The lumbar segments generally tend to work in tandem or in compensation (du Rose and Breen, 2016). Breen et al. (Breen and Breen, 2018) suggested less intervertebral motion sharing inequality and less variability as indices for a pain free lumbar spine and Gatton et al. (Gatton and Pearcy, 1999) demonstrated between-subject variability and complexity of interactions among lumbar vertebrae in a small participant sample (n=14). Additionally, discussion has arisen around whether segmental flexion and extension patterns should be simultaneous or sequential (Breen and Breen, 2018, du Rose and Breen, 2016, Gatton and Pearcy, 1999, Lawrence et al., 2012, Nematimoez and Thomas, 2022). In a study that categorized ninety adults into four and three groups according to the degree of total ROM of flexion and extension respectively, the greatest segmental contributions to lumbar flexion occurred in the upper segments (Miyasaka et al., 2000).
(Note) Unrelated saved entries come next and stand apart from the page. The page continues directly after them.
mod split_tests;
mod summary_tests;
mod user_tests;

use crate::auth::jwt::JwtService;
use crate::core::models::user::User;
use crate::core::services::{LedgerService, NewEntry};
use crate::infrastructure::analytics::in_memory::InMemoryAnalytics;
use crate::infrastructure::notify::in_memory::InMemoryNotifier;
use crate::infrastructure::storage::in_memory::InMemoryStorage;
use rust_decimal::Decimal;
use std::str::FromStr;

pub type TestService = LedgerService<InMemoryStorage, InMemoryNotifier, InMemoryAnalytics>;

pub fn create_test_service() -> TestService {
    let storage = InMemoryStorage::new();
    let notifier = InMemoryNotifier::new();
    let analytics = InMemoryAnalytics::new();
    LedgerService::new(storage, notifier, analytics, test_jwt())
}

/// Same wiring as [`create_test_service`], but hands back clones of the
/// in-memory infrastructure so tests can inspect or corrupt what was
/// stored, sent and tracked.
pub fn create_test_service_with_handles()
-> (TestService, InMemoryStorage, InMemoryNotifier, InMemoryAnalytics) {
    let storage = InMemoryStorage::new();
    let notifier = InMemoryNotifier::new();
    let analytics = InMemoryAnalytics::new();
    let service = LedgerService::new(
        storage.clone(),
        notifier.clone(),
        analytics.clone(),
        test_jwt(),
    );
    (service, storage, notifier, analytics)
}

pub fn test_jwt() -> JwtService {
    JwtService::new("test-secret".to_string(), 24)
}

pub fn dec(value: &str) -> Decimal {
    Decimal::from_str(value).unwrap()
}

pub async fn register_user(service: &TestService, name: &str, email: &str) -> User {
    let (user, _token) = service
        .register(name, email, "password123", None)
        .await
        .unwrap();
    user
}

pub fn entry_input(title: &str, amount: &str, category: Option<&str>) -> NewEntry {
    NewEntry {
        title: title.to_string(),
        amount: dec(amount),
        category: category.map(str::to_string),
        date: None,
    }
}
Wong et al. (Wong, Leong, Chan, Luk, & Lu, 2004) also observed more flexibility in the cranial region for one hundred subjects, reporting that physiologic ROM decreased in people aged 51 years or older. However, the lumbar kinematics literature is inconsistent on this, leading to difficulties with clinical interpretations, with different authors measuring different kinematic variables and numbers of vertebrae.

The purpose of this study was therefore to categorize intervertebral angular motion in a substantial dataset of asymptomatic subjects based on a group of clustering criteria utilizing spatial and temporal variables recorded during continuous motion for individual and segmentally grouped flexion. It was hypothesized that the lumbar segments’ ROM and angle time series would be different among clusters during the flexion phase of movement.